I began exploring my sexuality four years ago while studying abroad in Canada at a gay bathhouse in Toronto. I was young, chubby (I weighed 80 kilos), and new to the ‘gay scene’. Although I had no qualms about my body image despite being chubby, I distinctly remember well-intentioned strangers approaching me inside the bathhouse and telling me that although I looked cute, I should exercise at the gym if I ever wanted to find a partner. It was not one, not two, but three absolute strangers who told me this. I was enraged at their sheer audacity and refused to accept their advice. But a few weeks later, I did hit the gym.
Over the past four years, I’ve had a very complicated relationship with my body, and I’m not the only one. Ever since I moved back to India, my body image issues became worse. I noticed that even in India, Grindr (a popular dating app for queer men) was filled with queer men who had a fetish for the ‘toned, muscular body’. They wanted bodies that were lean and smooth, with perky nipples and a prominent chest. When asked to share my shirtless photos, I recall many men ghosting me after seeing my not-so chiseled body.
I slowly learned that if you are the dominant one in bed (the top), the size of your penis mattered. And if you were the submissive one (the bottom), the thickness of your buttocks did. I immediately began hitting the gym, pushing myself to work out harder, began consuming protein supplements—all so that I could look more desirable for others. I did more squats. Lifted more weights and tried to build my body. I received compliments from strangers on Grindr and met many interesting people on other hookup apps like Tinder as well, but my body image issues intensified.
I know I’m not the only queer man who, at some point in his life, was body shamed. Body shaming and body image issues are rampant in the Indian gay community and it worries me. To my knowledge, no scholarly research on this topic has been conducted in India yet, despite the existence of scholarly literature on queer men in the West. For instance, a 2019 exploratory study by Filice, Raffoul, Meyer, and Neiterman found that the popular gay dating app, Grindr did indeed affect users’ body image through three primary mechanisms: weight stigma, sexual objectification, and social comparison.
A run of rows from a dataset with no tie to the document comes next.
//! Error types for agent hand-off.

use thiserror::Error;

#[derive(Debug, Error)]
pub enum AgentError {
    /// A workflow run was requested with no patients.
    #[error("patient payload is required")]
    EmptyPatients,

    /// An outcome prompt was blank after trimming.
    #[error("outcome prompt must not be empty")]
    EmptyPrompt,

    /// No workflow id was given and none is configured in the environment.
    #[error("missing workflow id")]
    MissingWorkflowId,

    #[error("failed to encode agent payload: {0}")]
    Json(#[from] serde_json::Error),
}

impl AgentError {
    /// True when the caller's request is at fault.
    pub fn is_client_error(&self) -> bool {
        !matches!(self, Self::Json(_))
    }
}

pub type Result<T> = std::result::Result<T, AgentError>;
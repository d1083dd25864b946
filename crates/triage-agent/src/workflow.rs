//! Workflow id resolution.

use std::env;

use crate::error::{AgentError, Result};

/// Environment variables consulted, in order, when no id is given.
pub const WORKFLOW_ID_ENV_VARS: [&str; 3] = [
    "CHATKIT_WORKFLOW_ID",
    "VITE_CHATKIT_WORKFLOW_ID",
    "NEXT_PUBLIC_CHATKIT_WORKFLOW_ID",
];

/// Resolves the workflow id from an explicit value or the process environment.
pub fn resolve_workflow_id(explicit: Option<&str>) -> Result<String> {
    resolve_workflow_id_with(explicit, |name| env::var(name).ok())
}

/// Like [`resolve_workflow_id`], reading variables through `lookup`.
pub fn resolve_workflow_id_with<F>(explicit: Option<&str>, lookup: F) -> Result<String>
where
    F: Fn(&str) -> Option<String>,
{
    if let Some(id) = explicit.map(str::trim).filter(|id| !id.is_empty()) {
        return Ok(id.to_string());
    }
    WORKFLOW_ID_ENV_VARS
        .iter()
        .filter_map(|name| lookup(name))
        .map(|value| value.trim().to_string())
        .find(|value| !value.is_empty())
        .ok_or(AgentError::MissingWorkflowId)
}
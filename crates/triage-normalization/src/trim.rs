//! Removal of fully-empty rows and columns.
//!
//! Readers are not trusted to have trimmed their output, so every table goes
//! through this pass before orientation detection.

use triage_model::{CellValue, RawTable};

use crate::error::{NormalizeError, Result};
use crate::value::normalize_value;

/// A view over the non-empty part of a [`RawTable`].
///
/// Rows keep their source positions so records can report where they came
/// from.
#[derive(Debug, Clone)]
pub struct TrimmedTable<'a> {
    table: &'a RawTable,
    rows: Vec<usize>,
    columns: Vec<usize>,
}

impl<'a> TrimmedTable<'a> {
    pub fn width(&self) -> usize {
        self.columns.len()
    }

    pub fn height(&self) -> usize {
        self.rows.len()
    }

    /// Source positions of the kept rows.
    pub fn row_positions(&self) -> &[usize] {
        &self.rows
    }

    pub fn header(&self, column: usize) -> &'a str {
        self.table.header(self.columns[column]).unwrap_or_default()
    }

    pub fn cell(&self, row: usize, column: usize) -> &'a CellValue {
        self.table.cell(self.rows[row], self.columns[column])
    }

    /// Cells of one kept column, in kept-row order.
    pub fn column_cells(&self, column: usize) -> impl Iterator<Item = &'a CellValue> + '_ {
        let source = self.columns[column];
        self.rows.iter().map(move |&row| self.table.cell(row, source))
    }
}

/// Drops rows and columns whose cells all normalize to empty.
///
/// Headers do not count as content: a named column without values is dropped.
pub fn trim_table(table: &RawTable) -> Result<TrimmedTable<'_>> {
    let height = table.height();
    let width = table.width();
    let has_value =
        |row: usize, column: usize| !normalize_value(table.cell(row, column)).is_empty();

    let rows: Vec<usize> = (0..height)
        .filter(|&row| (0..width).any(|column| has_value(row, column)))
        .collect();
    // A kept row always holds a value, so some column survives too.
    if rows.is_empty() {
        return Err(NormalizeError::EmptyTable);
    }
    let columns: Vec<usize> = (0..width)
        .filter(|&column| rows.iter().any(|&row| has_value(row, column)))
        .collect();
    Ok(TrimmedTable {
        table,
        rows,
        columns,
    })
}
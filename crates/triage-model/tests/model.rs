use std::collections::BTreeMap;

use serde_json::{Value, json};

use triage_model::{GroundTruthEntry, NormalizedWorkbook, PatientRecord};

fn patient(fields: &[(&str, &str)]) -> PatientRecord {
    PatientRecord {
        patient_id: "1".to_string(),
        original_row_index: 4,
        symptoms: "yes".to_string(),
        note: "[Patient 1] History: A 70 year old patient presents with dizziness.".to_string(),
        fields: fields
            .iter()
            .map(|(k, v)| ((*k).to_string(), (*v).to_string()))
            .collect::<BTreeMap<_, _>>(),
    }
}

#[test]
fn patient_record_serializes_flat() {
    let record = patient(&[("Patient#", "1"), ("PatientID", "1"), ("Age", "70")]);
    let value = serde_json::to_value(&record).expect("serialize patient");
    assert_eq!(
        value,
        json!({
            "Patient#": "1",
            "PatientID": "1",
            "Age": "70",
            "patient_id": "1",
            "originalRowIndex": 4,
            "Symptoms": "yes",
            "Note": "[Patient 1] History: A 70 year old patient presents with dizziness.",
        })
    );
}

#[test]
fn reserved_source_columns_do_not_duplicate_keys() {
    let record = patient(&[("Symptoms", "from the sheet"), ("Note", "free text")]);
    let json = serde_json::to_string(&record).expect("serialize patient");
    assert_eq!(json.matches("\"Symptoms\"").count(), 1);
    assert_eq!(json.matches("\"Note\"").count(), 1);
    let value: Value = serde_json::from_str(&json).expect("parse");
    assert_eq!(value["Symptoms"], "yes");
    assert!(record.contains_key("originalRowIndex"));
}

#[test]
fn workbook_uses_camel_case_ground_truth_key() {
    let workbook = NormalizedWorkbook {
        patients: vec![patient(&[("Patient#", "1")])],
        ground_truth: vec![GroundTruthEntry {
            patient_index: 0,
            patient_number: "1".to_string(),
            true_stroke: "Yes".to_string(),
            stroke_risk: String::new(),
        }],
    };
    let value = serde_json::to_value(&workbook).expect("serialize workbook");
    assert!(value.get("groundTruth").is_some());
    assert!(value.get("ground_truth").is_none());
    assert_eq!(
        value["groundTruth"][0],
        json!({"Patient#": "1", "True Stroke?": "Yes", "Stroke Risk": ""})
    );
    assert_eq!(
        workbook.ground_truth_at(0).map(|e| e.true_stroke.as_str()),
        Some("Yes")
    );
    assert!(workbook.ground_truth_at(1).is_none());
}
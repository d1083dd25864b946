//! Header row handling shared by the CSV and Excel readers.

use triage_model::{CellValue, RawTable};

/// Names blank header cells `Unnamed: {index}`, the convention spreadsheet
/// exports use. Repeated names are kept so duplicate columns can be merged
/// during normalization.
pub fn header_names(cells: &[CellValue]) -> Vec<String> {
    cells
        .iter()
        .enumerate()
        .map(|(idx, cell)| {
            let name = cell.to_string();
            if name.trim().is_empty() {
                format!("Unnamed: {idx}")
            } else {
                name.trim_start_matches('\u{feff}').to_string()
            }
        })
        .collect()
}

/// Splits row-major cells into a header row and data rows.
///
/// Returns `None` when there is no header row at all.
pub fn promote_header(rows: Vec<Vec<CellValue>>) -> Option<RawTable> {
    let mut rows = rows.into_iter();
    let mut header = rows.next()?;
    let data: Vec<Vec<CellValue>> = rows.collect();
    let width = data.iter().map(Vec::len).max().unwrap_or(0).max(header.len());
    header.resize(width, CellValue::Missing);
    Some(RawTable::from_rows(header_names(&header), data))
}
If we unpack each of these body-shaming mechanisms, we find that many instances of these exist within gay men and broadly the Indian gay community as well.
Weight Stigma
Weight stigma, also known as weight bias or weight-based discrimination, is discrimination or stereotyping based on a person’s weight (NEDA). Those who regularly experience weight-based discrimination are at a high risk of developing eating disorders and falling into depression. In the upcoming December 2020 issue of Body Direct, a study demonstrated that bisexual and gay men did indeed report more weight self-stigma than heterosexual men, and this is not surprising.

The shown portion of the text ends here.